Sono tanti gli aspetti messi in dubbio dall’esecutivo targato Mario Draghi, il primo fra tutti è l’aspetto democratico. La voce di Draghi è legge, senza se e senza ma. E chi si oppone o chi cerca di criticarlo viene attaccato da ogni fronte, politica, giornali e dai sudditi dell’ultima ora, dando l’idea di essere in un regime abbastanza particolare.

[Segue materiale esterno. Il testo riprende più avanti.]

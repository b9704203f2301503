use std::cell::RefCell;
use std::rc::Rc;

use fnv::FnvHashMap;

use crate::runtime::interpreter::RuntimeError;
use crate::runtime::value::Value;

#[derive(Clone)]
pub struct Binding {
    pub value: Value,
    pub read_only: bool,
}

#[derive(Default)]
struct Frame {
    store: FnvHashMap<String, Binding>,
    outer: Option<Env>,
}

/// A lexically nested environment: one shared frame plus a link to the
/// enclosing one. Frames are reference counted because closures keep their
/// defining environment alive and write through it.
#[derive(Clone)]
pub struct Env(Rc<RefCell<Frame>>);

impl Env {
    pub fn new() -> Env {
        Env(Rc::new(RefCell::new(Frame::default())))
    }

    pub fn enclosed(outer: &Env) -> Env {
        Env(Rc::new(RefCell::new(Frame {
            store: FnvHashMap::default(),
            outer: Some(outer.clone()),
        })))
    }

    /// Look a name up through the chain.
    pub fn get(&self, name: &str) -> Option<Binding> {
        let mut env = self.clone();
        loop {
            let next = {
                let frame = env.0.borrow();
                if let Some(binding) = frame.store.get(name) {
                    return Some(binding.clone());
                }
                frame.outer.clone()
            };
            env = next?;
        }
    }

    /// Declare a mutable binding in the innermost frame.
    pub fn declare_var(&self, name: &str, value: Value) -> Result<(), RuntimeError> {
        if !is_valid_name(name) {
            return Err(RuntimeError::InvalidName(name.to_string()));
        }
        let mut frame = self.0.borrow_mut();
        if frame.store.contains_key(name) {
            return Err(RuntimeError::RedeclareVariable(name.to_string()));
        }
        frame.store.insert(
            name.to_string(),
            Binding {
                value,
                read_only: false,
            },
        );
        Ok(())
    }

    /// Declare a constant in the innermost frame.
    pub fn declare_const(&self, name: &str, value: Value) -> Result<(), RuntimeError> {
        if !is_valid_name(name) {
            return Err(RuntimeError::InvalidName(name.to_string()));
        }
        let mut frame = self.0.borrow_mut();
        if frame.store.contains_key(name) {
            return Err(RuntimeError::RedeclareConstant(name.to_string()));
        }
        frame.store.insert(
            name.to_string(),
            Binding {
                value,
                read_only: true,
            },
        );
        Ok(())
    }

    /// Write to an existing binding, walking outward to the frame that owns
    /// it. Fails on constants and on names that are bound nowhere.
    pub fn assign(&self, name: &str, value: Value) -> Result<(), RuntimeError> {
        let mut env = self.clone();
        loop {
            let next = {
                let mut frame = env.0.borrow_mut();
                if let Some(binding) = frame.store.get_mut(name) {
                    if binding.read_only {
                        return Err(RuntimeError::AssignToConstant(name.to_string()));
                    }
                    binding.value = value;
                    return Ok(());
                }
                frame.outer.clone()
            };
            match next {
                Some(outer) => env = outer,
                None => return Err(RuntimeError::IdentifierNotFound(name.to_string())),
            }
        }
    }

    /// Insert into the innermost frame without the declaration checks.
    /// Used for parameter binding, where positional rebinding must win.
    pub fn bind(&self, name: &str, value: Value) {
        self.0.borrow_mut().store.insert(
            name.to_string(),
            Binding {
                value,
                read_only: false,
            },
        );
    }

    /// Like `bind`, but read-only. Used for the stock library namespaces.
    pub fn bind_const(&self, name: &str, value: Value) {
        self.0.borrow_mut().store.insert(
            name.to_string(),
            Binding {
                value,
                read_only: true,
            },
        );
    }

    /// Snapshot of the innermost frame, for module export.
    pub fn exports(&self) -> Vec<(String, Value)> {
        self.0
            .borrow()
            .store
            .iter()
            .map(|(name, binding)| (name.clone(), binding.value.clone()))
            .collect()
    }
}

impl Default for Env {
    fn default() -> Env {
        Env::new()
    }
}

fn is_valid_name(name: &str) -> bool {
    match name.as_bytes().first() {
        None => false,
        Some(first) => !first.is_ascii_digit(),
    }
}

#[cfg(test)]
mod test {
    use super::*;
    use num_bigint::BigInt;

    fn int(v: i64) -> Value {
        Value::int(BigInt::from(v))
    }

    #[test]
    fn declare_and_get() {
        let env = Env::new();
        env.declare_var("x", int(1)).unwrap();
        assert_eq!(int(1), env.get("x").unwrap().value);
        assert!(env.get("y").is_none());
    }

    #[test]
    fn redeclaration_fails() {
        let env = Env::new();
        env.declare_var("x", int(1)).unwrap();
        assert!(matches!(
            env.declare_var("x", int(2)),
            Err(RuntimeError::RedeclareVariable(_))
        ));
        env.declare_const("k", int(1)).unwrap();
        assert!(matches!(
            env.declare_const("k", int(2)),
            Err(RuntimeError::RedeclareConstant(_))
        ));
    }

    #[test]
    fn invalid_names_rejected() {
        let env = Env::new();
        assert!(matches!(
            env.declare_var("", int(1)),
            Err(RuntimeError::InvalidName(_))
        ));
        assert!(matches!(
            env.declare_var("1abc", int(1)),
            Err(RuntimeError::InvalidName(_))
        ));
    }

    #[test]
    fn assignment_walks_the_chain() {
        let outer = Env::new();
        outer.declare_var("x", int(1)).unwrap();
        let inner = Env::enclosed(&outer);
        inner.assign("x", int(5)).unwrap();
        assert_eq!(int(5), outer.get("x").unwrap().value);
        assert!(matches!(
            inner.assign("missing", int(0)),
            Err(RuntimeError::IdentifierNotFound(_))
        ));
    }

    #[test]
    fn constants_reject_assignment() {
        let env = Env::new();
        env.declare_const("k", int(1)).unwrap();
        let err = env.assign("k", int(2)).unwrap_err();
        assert_eq!("cannot assign to constant 'k'", err.to_string());
    }

    #[test]
    fn shadowing_declares_locally() {
        let outer = Env::new();
        outer.declare_var("x", int(1)).unwrap();
        let inner = Env::enclosed(&outer);
        inner.declare_var("x", int(2)).unwrap();
        assert_eq!(int(2), inner.get("x").unwrap().value);
        assert_eq!(int(1), outer.get("x").unwrap().value);
    }

    #[test]
    fn exports_snapshot_innermost_frame() {
        let outer = Env::new();
        outer.declare_var("hidden", int(1)).unwrap();
        let module = Env::enclosed(&outer);
        module.declare_var("a", int(1)).unwrap();
        module.declare_const("b", int(2)).unwrap();
        let mut names: Vec<String> = module.exports().into_iter().map(|(n, _)| n).collect();
        names.sort();
        assert_eq!(vec!["a".to_string(), "b".to_string()], names);
    }
}
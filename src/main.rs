use std::fs;
use std::io::{self, BufRead, BufReader, Write};
use std::path::PathBuf;

use anyhow::{Context, Result};
use clap::Parser;

use oney::{execute_line, stock_env};

/// Interpreter for the 1y scripting language.
#[derive(Parser, Debug)]
#[command(version, about, long_about = None)]
struct Args {
    /// Execute a script file instead of starting the interactive prompt
    #[arg(short, long, value_name = "PATH")]
    file: Option<PathBuf>,

    /// Print the wall-clock duration of each execution
    #[arg(short, long)]
    time: bool,
}

fn main() -> Result<()> {
    let args = Args::parse();

    if let Some(path) = args.file {
        let source = fs::read_to_string(&path)
            .with_context(|| format!("unable to read script file {}", path.display()))?;
        let env = stock_env();
        let mut stdout = io::stdout().lock();
        execute_line(&mut stdout, source.trim(), &env, args.time)?;
    } else {
        run_prompt(args.time)?;
    }
    Ok(())
}

const PROMPT: &str = ">> ";

fn run_prompt(timed: bool) -> Result<()> {
    let mut stdout = io::stdout().lock();
    let mut reader = BufReader::new(io::stdin().lock());
    let env = stock_env();

    writeln!(
        stdout,
        "1y language {} -- type \"quit\" or \"exit\" to leave.",
        env!("CARGO_PKG_VERSION")
    )?;

    let mut line = String::new();
    loop {
        write!(stdout, "{}", PROMPT)?;
        stdout.flush()?;

        line.clear();
        if reader.read_line(&mut line)? == 0 {
            break;
        }
        let input = line.trim_end_matches(['\n', '\r']);
        if input == "exit" || input == "quit" {
            break;
        }
        execute_line(&mut stdout, input, &env, timed)?;
    }
    Ok(())
}
use std::rc::Rc;
use std::str::FromStr;

use bigdecimal::BigDecimal;
use num_bigint::BigInt;

use crate::ast::{Block, Expr, Program, Stmt};
use crate::lexer::Lexer;
use crate::token::{Token, TokenKind};

/// Binding powers, low to high. The Pratt loop keeps consuming while the
/// peek token binds tighter than the calling context.
#[derive(Debug, Clone, Copy, PartialEq, Eq, PartialOrd, Ord)]
enum Precedence {
    Lowest,
    OpAssign,
    Assign,
    LogicalOr,
    LogicalAnd,
    Equals,
    LessGreater,
    Sum,
    Product,
    Prefix,
    Call,
    Index,
    Modulus,
    Pow,
    Bitwise,
    Postfix,
    Dot,
    Import,
}

fn precedence_of(kind: TokenKind) -> Precedence {
    match kind {
        TokenKind::Eq | TokenKind::NotEq => Precedence::Equals,
        TokenKind::Lt | TokenKind::Gt | TokenKind::Le | TokenKind::Ge => Precedence::LessGreater,
        TokenKind::Plus | TokenKind::Minus => Precedence::Sum,
        TokenKind::Slash | TokenKind::Asterisk => Precedence::Product,
        TokenKind::Modulus => Precedence::Modulus,
        TokenKind::Pow => Precedence::Pow,
        TokenKind::Increment | TokenKind::Decrement => Precedence::Postfix,
        TokenKind::And | TokenKind::Or | TokenKind::Xor | TokenKind::Shl | TokenKind::Shr => {
            Precedence::Bitwise
        }
        TokenKind::Assign => Precedence::Assign,
        TokenKind::Lparen => Precedence::Call,
        TokenKind::Lbracket => Precedence::Index,
        TokenKind::PlusAssign
        | TokenKind::MinusAssign
        | TokenKind::AsteriskAssign
        | TokenKind::SlashAssign
        | TokenKind::ModulusAssign
        | TokenKind::AndAssign
        | TokenKind::OrAssign
        | TokenKind::XorAssign
        | TokenKind::ShlAssign
        | TokenKind::ShrAssign
        | TokenKind::PowAssign => Precedence::OpAssign,
        TokenKind::AndAnd => Precedence::LogicalAnd,
        TokenKind::OrOr => Precedence::LogicalOr,
        TokenKind::Dot => Precedence::Dot,
        TokenKind::Import => Precedence::Import,
        _ => Precedence::Lowest,
    }
}

// Token kinds that can continue an expression from infix position
fn has_infix(kind: TokenKind) -> bool {
    matches!(
        kind,
        TokenKind::Plus
            | TokenKind::Minus
            | TokenKind::Slash
            | TokenKind::Asterisk
            | TokenKind::Eq
            | TokenKind::NotEq
            | TokenKind::Lt
            | TokenKind::Gt
            | TokenKind::Le
            | TokenKind::Ge
            | TokenKind::Modulus
            | TokenKind::Pow
            | TokenKind::And
            | TokenKind::Or
            | TokenKind::Xor
            | TokenKind::Shl
            | TokenKind::Shr
            | TokenKind::AndAnd
            | TokenKind::OrOr
            | TokenKind::Lparen
            | TokenKind::Lbracket
            | TokenKind::Increment
            | TokenKind::Decrement
            | TokenKind::Dot
            | TokenKind::PlusAssign
            | TokenKind::MinusAssign
            | TokenKind::AsteriskAssign
            | TokenKind::SlashAssign
            | TokenKind::ModulusAssign
            | TokenKind::AndAssign
            | TokenKind::OrAssign
            | TokenKind::XorAssign
            | TokenKind::ShlAssign
            | TokenKind::ShrAssign
            | TokenKind::PowAssign
    )
}

// `x op= e` desugars to `x = x op e` at parse time
fn compound_base(op: &str) -> Option<&'static str> {
    match op {
        "+=" => Some("+"),
        "-=" => Some("-"),
        "*=" => Some("*"),
        "/=" => Some("/"),
        "%=" => Some("%"),
        "&=" => Some("&"),
        "|=" => Some("|"),
        "^=" => Some("^"),
        "<<=" => Some("<<"),
        ">>=" => Some(">>"),
        "**=" => Some("**"),
        _ => None,
    }
}

/// Pratt parser over the token stream with two tokens of lookahead.
/// Errors accumulate as strings; callers must check `errors()` before
/// evaluating the returned program.
pub struct Parser<'src> {
    lexer: Lexer<'src>,
    cur_token: Token,
    peek_token: Token,
    errors: Vec<String>,
}
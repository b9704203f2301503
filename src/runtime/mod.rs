pub mod builtin;
pub mod env;
pub mod interpreter;
pub mod stdlib;
pub mod value;

pub use env::Env;
pub use interpreter::{eval_program, RuntimeError};
pub use value::Value;

/// Environment handed to the REPL and the script runner: empty top level
/// plus the stock library namespaces. The global builtin table needs no
/// registration; identifier resolution falls back to it.
pub fn stock_env() -> Env {
    let env = Env::new();
    stdlib::install_stdlib(&env);
    env
}
//! Stock library namespaces. Each is a hash from member name to a builtin,
//! bound as a constant (`String`, `Array`, `Math`) when the environment for
//! a REPL session or script is assembled.

use bigdecimal::BigDecimal;
use num_bigint::BigInt;
use num_traits::{FromPrimitive, ToPrimitive};

use crate::runtime::builtin::{array_arg, int_arg, str_arg, want_exactly, wrong_args};
use crate::runtime::env::Env;
use crate::runtime::interpreter::RuntimeError;
use crate::runtime::value::{BuiltinDef, HashData, HashKey, HashPair, Value};

pub fn install_stdlib(env: &Env) {
    register_namespace(env, "String", STRING_FUNCS);
    register_namespace(env, "Array", ARRAY_FUNCS);
    register_namespace(env, "Math", MATH_FUNCS);
}

/// Wrap a table of host callables into a hash and bind it read-only under
/// the namespace name.
fn register_namespace(env: &Env, name: &str, funcs: &'static [BuiltinDef]) {
    let mut data = HashData::default();
    for def in funcs {
        data.pairs.insert(
            HashKey::of_str(def.name),
            HashPair {
                key: Value::str(def.name),
                value: Value::Builtin(def),
            },
        );
    }
    env.bind_const(name, Value::hash(data));
}

static STRING_FUNCS: &[BuiltinDef] = &[
    BuiltinDef { name: "concat", func: str_concat },
    BuiltinDef { name: "len", func: str_len },
    BuiltinDef { name: "upper", func: str_upper },
    BuiltinDef { name: "lower", func: str_lower },
    BuiltinDef { name: "trim", func: str_trim },
    BuiltinDef { name: "contains", func: str_contains },
    BuiltinDef { name: "replace", func: str_replace },
    BuiltinDef { name: "split", func: str_split },
    BuiltinDef { name: "join", func: str_join },
    BuiltinDef { name: "index", func: str_index },
    BuiltinDef { name: "lastIndex", func: str_last_index },
    BuiltinDef { name: "hasPrefix", func: str_has_prefix },
    BuiltinDef { name: "hasSuffix", func: str_has_suffix },
    BuiltinDef { name: "repeat", func: str_repeat },
    BuiltinDef { name: "fields", func: str_fields },
    BuiltinDef { name: "trimPrefix", func: str_trim_prefix },
    BuiltinDef { name: "trimSuffix", func: str_trim_suffix },
    BuiltinDef { name: "trimLeft", func: str_trim_left },
    BuiltinDef { name: "trimRight", func: str_trim_right },
    BuiltinDef { name: "compare", func: str_compare },
    BuiltinDef { name: "count", func: str_count },
];

fn str_concat(args: Vec<Value>) -> Result<Value, RuntimeError> {
    want_exactly(&args, 2)?;
    let a = str_arg(&args, 0, "concat")?;
    let b = str_arg(&args, 1, "concat")?;
    Ok(Value::str(format!("{}{}", a, b)))
}

fn str_len(args: Vec<Value>) -> Result<Value, RuntimeError> {
    want_exactly(&args, 1)?;
    Ok(Value::int(BigInt::from(str_arg(&args, 0, "len")?.len())))
}

fn str_upper(args: Vec<Value>) -> Result<Value, RuntimeError> {
    want_exactly(&args, 1)?;
    Ok(Value::str(str_arg(&args, 0, "upper")?.to_uppercase()))
}

fn str_lower(args: Vec<Value>) -> Result<Value, RuntimeError> {
    want_exactly(&args, 1)?;
    Ok(Value::str(str_arg(&args, 0, "lower")?.to_lowercase()))
}

fn str_trim(args: Vec<Value>) -> Result<Value, RuntimeError> {
    want_exactly(&args, 1)?;
    Ok(Value::str(str_arg(&args, 0, "trim")?.trim()))
}
use std::io::{self, BufRead, Write};
use std::str::FromStr;

use bigdecimal::BigDecimal;
use num_bigint::BigInt;
use num_traits::ToPrimitive;
use rand::Rng;

use crate::runtime::interpreter::RuntimeError;
use crate::runtime::value::{BuiltinDef, Value};

/// The process-wide builtin table. Identifier resolution consults it after
/// the environment chain misses, so user bindings can shadow any entry.
pub static BUILTINS: &[BuiltinDef] = &[
    BuiltinDef {
        name: "len",
        func: builtin_len,
    },
    BuiltinDef {
        name: "puts",
        func: builtin_puts,
    },
    BuiltinDef {
        name: "first",
        func: builtin_first,
    },
    BuiltinDef {
        name: "last",
        func: builtin_last,
    },
    BuiltinDef {
        name: "rest",
        func: builtin_rest,
    },
    BuiltinDef {
        name: "push",
        func: builtin_push,
    },
    BuiltinDef {
        name: "pop",
        func: builtin_pop,
    },
    BuiltinDef {
        name: "concat",
        func: builtin_concat,
    },
    BuiltinDef {
        name: "range",
        func: builtin_range,
    },
    BuiltinDef {
        name: "random",
        func: builtin_random,
    },
    BuiltinDef {
        name: "input",
        func: builtin_input,
    },
    BuiltinDef {
        name: "sprintf",
        func: builtin_sprintf,
    },
    BuiltinDef {
        name: "split",
        func: builtin_split,
    },
    BuiltinDef {
        name: "int",
        func: builtin_int,
    },
    BuiltinDef {
        name: "float",
        func: builtin_float,
    },
    BuiltinDef {
        name: "str",
        func: builtin_str,
    },
    BuiltinDef {
        name: "type",
        func: builtin_type,
    },
];

pub fn lookup_builtin(name: &str) -> Option<&'static BuiltinDef> {
    BUILTINS.iter().find(|builtin| builtin.name == name)
}

pub(crate) fn wrong_args(got: usize, want: &str) -> RuntimeError {
    RuntimeError::msg(format!(
        "wrong number of arguments. got={}, want={}",
        got, want
    ))
}

pub(crate) fn want_exactly(args: &[Value], n: usize) -> Result<(), RuntimeError> {
    if args.len() != n {
        return Err(wrong_args(args.len(), &n.to_string()));
    }
    Ok(())
}

fn builtin_len(args: Vec<Value>) -> Result<Value, RuntimeError> {
    want_exactly(&args, 1)?;
    match &args[0] {
        Value::Str(s) => Ok(Value::int(BigInt::from(s.as_str().len()))),
        Value::Array(elements) => Ok(Value::int(BigInt::from(elements.borrow().len()))),
        other => Err(RuntimeError::msg(format!(
            "argument to `len` not supported, got {}",
            other.type_name()
        ))),
    }
}

fn builtin_puts(args: Vec<Value>) -> Result<Value, RuntimeError> {
    for arg in &args {
        println!("{}", arg.inspect());
    }
    Ok(Value::Null)
}

pub(crate) fn array_arg<'a>(args: &'a [Value], name: &str) -> Result<&'a Value, RuntimeError> {
    match &args[0] {
        value @ Value::Array(_) => Ok(value),
        other => Err(RuntimeError::msg(format!(
            "argument to `{}` must be ARRAY, got {}",
            name,
            other.type_name()
        ))),
    }
}

fn builtin_first(args: Vec<Value>) -> Result<Value, RuntimeError> {
    want_exactly(&args, 1)?;
    let Value::Array(elements) = array_arg(&args, "first")? else {
        unreachable!()
    };
    Ok(elements.borrow().first().cloned().unwrap_or(Value::Null))
}

fn builtin_last(args: Vec<Value>) -> Result<Value, RuntimeError> {
    want_exactly(&args, 1)?;
    let Value::Array(elements) = array_arg(&args, "last")? else {
        unreachable!()
    };
    Ok(elements.borrow().last().cloned().unwrap_or(Value::Null))
}

fn builtin_rest(args: Vec<Value>) -> Result<Value, RuntimeError> {
    want_exactly(&args, 1)?;
    let Value::Array(elements) = array_arg(&args, "rest")? else {
        unreachable!()
    };
    let elements = elements.borrow();
    if elements.is_empty() {
        return Ok(Value::Null);
    }
    Ok(Value::array(elements[1..].to_vec()))
}

// Appends in place and returns the same array, so aliases observe the push
fn builtin_push(args: Vec<Value>) -> Result<Value, RuntimeError> {
    want_exactly(&args, 2)?;
    let Value::Array(elements) = array_arg(&args, "push")? else {
        unreachable!()
    };
    elements.borrow_mut().push(args[1].clone());
    Ok(args[0].clone())
}

fn builtin_pop(args: Vec<Value>) -> Result<Value, RuntimeError> {
    want_exactly(&args, 1)?;
    let Value::Array(elements) = array_arg(&args, "pop")? else {
        unreachable!()
    };
    let popped = elements.borrow_mut().pop();
    Ok(popped.unwrap_or(Value::Null))
}

fn builtin_concat(args: Vec<Value>) -> Result<Value, RuntimeError> {
    if args.len() < 2 {
        return Err(wrong_args(args.len(), "2+"));
    }
    let mut elements = Vec::new();
    for arg in &args {
        match arg {
            Value::Array(part) => elements.extend(part.borrow().iter().cloned()),
            other => {
                return Err(RuntimeError::msg(format!(
                    "argument to `concat` must be ARRAY, got {}",
                    other.type_name()
                )))
            }
        }
    }
    Ok(Value::array(elements))
}

pub(crate) fn int_arg(args: &[Value], index: usize, name: &str) -> Result<BigInt, RuntimeError> {
    match &args[index] {
        Value::Int(value) => Ok(value.borrow().clone()),
        other => Err(RuntimeError::msg(format!(
            "argument to `{}` must be INTEGER, got {}",
            name,
            other.type_name()
        ))),
    }
}

fn builtin_range(args: Vec<Value>) -> Result<Value, RuntimeError> {
    want_exactly(&args, 2)?;
    let start = int_arg(&args, 0, "range")?;
    let end = int_arg(&args, 1, "range")?;
    if start > end {
        return Err(RuntimeError::msg(
            "start index cannot be greater than end index",
        ));
    }
    let mut elements = Vec::new();
    let mut i = start;
    while i < end {
        elements.push(Value::int(i.clone()));
        i = i + BigInt::from(1);
    }
    Ok(Value::array(elements))
}

fn builtin_random(args: Vec<Value>) -> Result<Value, RuntimeError> {
    let (min, max) = match args.len() {
        1 => (0, random_bound(&args, 0)?),
        2 => (random_bound(&args, 0)?, random_bound(&args, 1)?),
        n => return Err(wrong_args(n, "1 or 2")),
    };
    if min >= max {
        return Err(RuntimeError::msg("invalid range for `random`"));
    }
    let picked = rand::thread_rng().gen_range(min..max);
    Ok(Value::int(BigInt::from(picked)))
}

fn random_bound(args: &[Value], index: usize) -> Result<i64, RuntimeError> {
    int_arg(args, index, "random")?
        .to_i64()
        .ok_or_else(|| RuntimeError::msg("argument to `random` out of range"))
}

fn builtin_input(args: Vec<Value>) -> Result<Value, RuntimeError> {
    match args.len() {
        0 => {}
        1 => {
            // The prompt is the one place escape sequences are decoded
            print!("{}", process_escapes(&args[0].inspect()));
            let _ = io::stdout().flush();
        }
        n => return Err(wrong_args(n, "0 or 1")),
    }
    let mut line = String::new();
    io::stdin()
        .lock()
        .read_line(&mut line)
        .map_err(|err| RuntimeError::msg(format!("could not read input: {}", err)))?;
    Ok(Value::str(line.trim_end_matches(['\n', '\r'])))
}

fn process_escapes(text: &str) -> String {
    let mut out = String::with_capacity(text.len());
    let mut chars = text.chars();
    while let Some(c) = chars.next() {
        if c != '\\' {
            out.push(c);
            continue;
        }
        match chars.next() {
            Some('n') => out.push('\n'),
            Some('t') => out.push('\t'),
            Some('r') => out.push('\r'),
            Some('\\') => out.push('\\'),
            Some('"') => out.push('"'),
            Some(other) => {
                out.push('\\');
                out.push(other);
            }
            None => out.push('\\'),
        }
    }
    out
}

// printf-style substitution: every `%<verb>` consumes the next argument's
// inspected form; `%%` is a literal percent
fn builtin_sprintf(args: Vec<Value>) -> Result<Value, RuntimeError> {
    if args.is_empty() {
        return Err(wrong_args(0, "1+"));
    }
    let template = match &args[0] {
        Value::Str(s) => s.as_str().to_string(),
        other => {
            return Err(RuntimeError::msg(format!(
                "first argument to `sprintf` must be STRING, got {}",
                other.type_name()
            )))
        }
    };

    let mut out = String::with_capacity(template.len());
    let mut next = 1;
    let mut chars = template.chars();
    while let Some(c) = chars.next() {
        if c != '%' {
            out.push(c);
            continue;
        }
        match chars.next() {
            Some('%') => out.push('%'),
            Some(verb) => {
                if next < args.len() {
                    out.push_str(&args[next].inspect());
                    next += 1;
                } else {
                    out.push_str(&format!("%!{}(MISSING)", verb));
                }
            }
            None => out.push('%'),
        }
    }
    Ok(Value::str(out))
}

pub(crate) fn str_arg<'a>(args: &'a [Value], index: usize, name: &str) -> Result<&'a str, RuntimeError> {
    match &args[index] {
        Value::Str(s) => Ok(s.as_str()),
        other => Err(RuntimeError::msg(format!(
            "argument to `{}` must be STRING, got {}",
            name,
            other.type_name()
        ))),
    }
}

fn builtin_split(args: Vec<Value>) -> Result<Value, RuntimeError> {
    want_exactly(&args, 2)?;
    let text = str_arg(&args, 0, "split")?;
    let sep = str_arg(&args, 1, "split")?;
    let pieces: Vec<Value> = if sep.is_empty() {
        text.chars().map(|c| Value::str(c.to_string())).collect()
    } else {
        text.split(sep).map(Value::str).collect()
    };
    Ok(Value::array(pieces))
}

fn builtin_int(args: Vec<Value>) -> Result<Value, RuntimeError> {
    want_exactly(&args, 1)?;
    match &args[0] {
        Value::Str(s) => BigInt::from_str(s.as_str())
            .map(Value::int)
            .map_err(|_| RuntimeError::msg(format!("cannot convert {} to int", s.as_str()))),
        Value::Float(value) => {
            let rendered = value.normalized().to_string();
            BigInt::from_str(&rendered)
                .map(Value::int)
                .map_err(|_| RuntimeError::msg(format!("cannot convert {} to int", rendered)))
        }
        other => Err(RuntimeError::msg(format!(
            "argument to `int` must be STRING or FLOAT, got {}",
            other.type_name()
        ))),
    }
}

fn builtin_float(args: Vec<Value>) -> Result<Value, RuntimeError> {
    want_exactly(&args, 1)?;
    match &args[0] {
        Value::Str(s) => BigDecimal::from_str(s.as_str())
            .map(Value::Float)
            .map_err(|_| RuntimeError::msg(format!("cannot convert {} to float", s.as_str()))),
        Value::Int(value) => Ok(Value::Float(BigDecimal::from(value.borrow().clone()))),
        other => Err(RuntimeError::msg(format!(
            "argument to `float` must be STRING or INTEGER, got {}",
            other.type_name()
        ))),
    }
}

fn builtin_str(args: Vec<Value>) -> Result<Value, RuntimeError> {
    want_exactly(&args, 1)?;
    match &args[0] {
        Value::Int(value) => Ok(Value::str(value.borrow().to_string())),
        Value::Float(value) => Ok(Value::str(value.to_string())),
        other => Err(RuntimeError::msg(format!(
            "argument to `str` must be INTEGER or FLOAT, got {}",
            other.type_name()
        ))),
    }
}

fn builtin_type(args: Vec<Value>) -> Result<Value, RuntimeError> {
    want_exactly(&args, 1)?;
    Ok(Value::str(args[0].type_name()))
}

E’ stato detto più volte, anche sulla nostra testata, che in periodi di assoluta incertezza la figura del “dittatore”, ovviamente non sanguinario, sarebbe stata una possibile soluzione; date anche le circostanze messe in atto dai nostri vari politicanti per lo più mossi dal proprio interesse.
Si pensi alla “Res Publica”; quando i due consoli andavano in guerra o quando vi erano epidemie o lotte intestine, veniva istituita la figura del dittatore e, con il suo potere decisionale infinito, era utile per rimettere in ordine le cose senza obiezione alcuna.
E quello che sta accadendo oggi in Italia, purtroppo però, a differenza dell’antica Roma, questa figura istituzionale non è stata dichiarata da nessuno ma ha quasi gli stessi poteri.
Si tratta del migliore, Mario Draghi, il più valido in campo economico, sociale, di diritto, alto, bello e dalla dentatura perfetta… un vero dio, almeno così viene definito dalla maggior parte dei giornali.
La conferma di quanto detto e della democrazia che va sempre più scemando è stata data più volte dagli atteggiamenti del premier in carica. Ed è proprio la sua maggioranza a farne le spese. La Lega sul green pass e i cinquestelle sulla riforma della Giustizia, tanto per dirne due all’ordine del giorno.
Il Parlamento, non più organo sacro, è stato trasformato ad uso e consumo come una piazza del popolo dove si parla e si discute, ma alla fine chi decide è sempre e solo lui.
Insomma, Draghi fa come gli pare, con la scusa del “messia” venuto a salvare l’Italia dalla pandemia, si permette il lusso di insultare Erdogan, così tanto per, e di sequestrare i vaccini Astrazeneca già pagati dall’Australia creando diatribe internazionali fine a se stesse, della serie una ne pensa e cento ne combina.
Ma non finisce qui, perché il valido Draghi che disse all’inizio della pandemia di fare più debito non si è di certo risparmiato in quell’ambito e ha lasciato un buco di oltre 237 miliardi di euro, dato in gran parte ad aziende private, battendo di gran lunga il precedente record dell’ex premier rimasto indietro a soli 131 miliardi nel 2020.
Ma nessun problema miei cari signori, il buon premier, legato a doppio filo con l’alta finanza, della quale non ha mai criticato l’opportunismo e i proventi fatti durante e a causa della pandemia, ha la soluzione: attirare investitori, stranieri e non, con finanziamenti alle imprese private e limare ancor più i diritti dei lavoratori per ingolosire le multinazionali.
E’ questa la ricetta Draghi. E anche se il Pil tornerà a rombare ci ritroveremo con sempre meno diritti e sempre più discrepanza tra ricchi e poveri.
Però dai, nessuna paura, SuperMario si è definito un “socialista liberale”, e poco importa se la privatizzazione selvaggia avvenuta nel 1992, che ha dato campo libero ai vari Soros, Benetton e company, per mettersi in tasca sempre più soldi, ha reso al degrado un settore pubblico che ci invidiavano in tutto il mondo. A cominciare dalla Sanità, resa oggi un colabrodo a causa dei proventi sempre più utilizzati dai privati.
La formula Draghi iniziata nel 1992 e proseguita 29 anni dopo ci ha condannati al degrado, ma chissenefrega! Era da tempo che non si vedeva un politico di così valida caratura e un personaggio così altisonante a livello internazionale. Ma oggi miei cari “sudditi” Mario è tornato in patria, proprio come un Re Sole, per rimettere a posto le cose e battere ancor più il terreno all’alta finanza, e a chiunque si oppone oggi alle sue politiche, la risposta tra le righe di Draghi è: “L’État, c’est moi!”.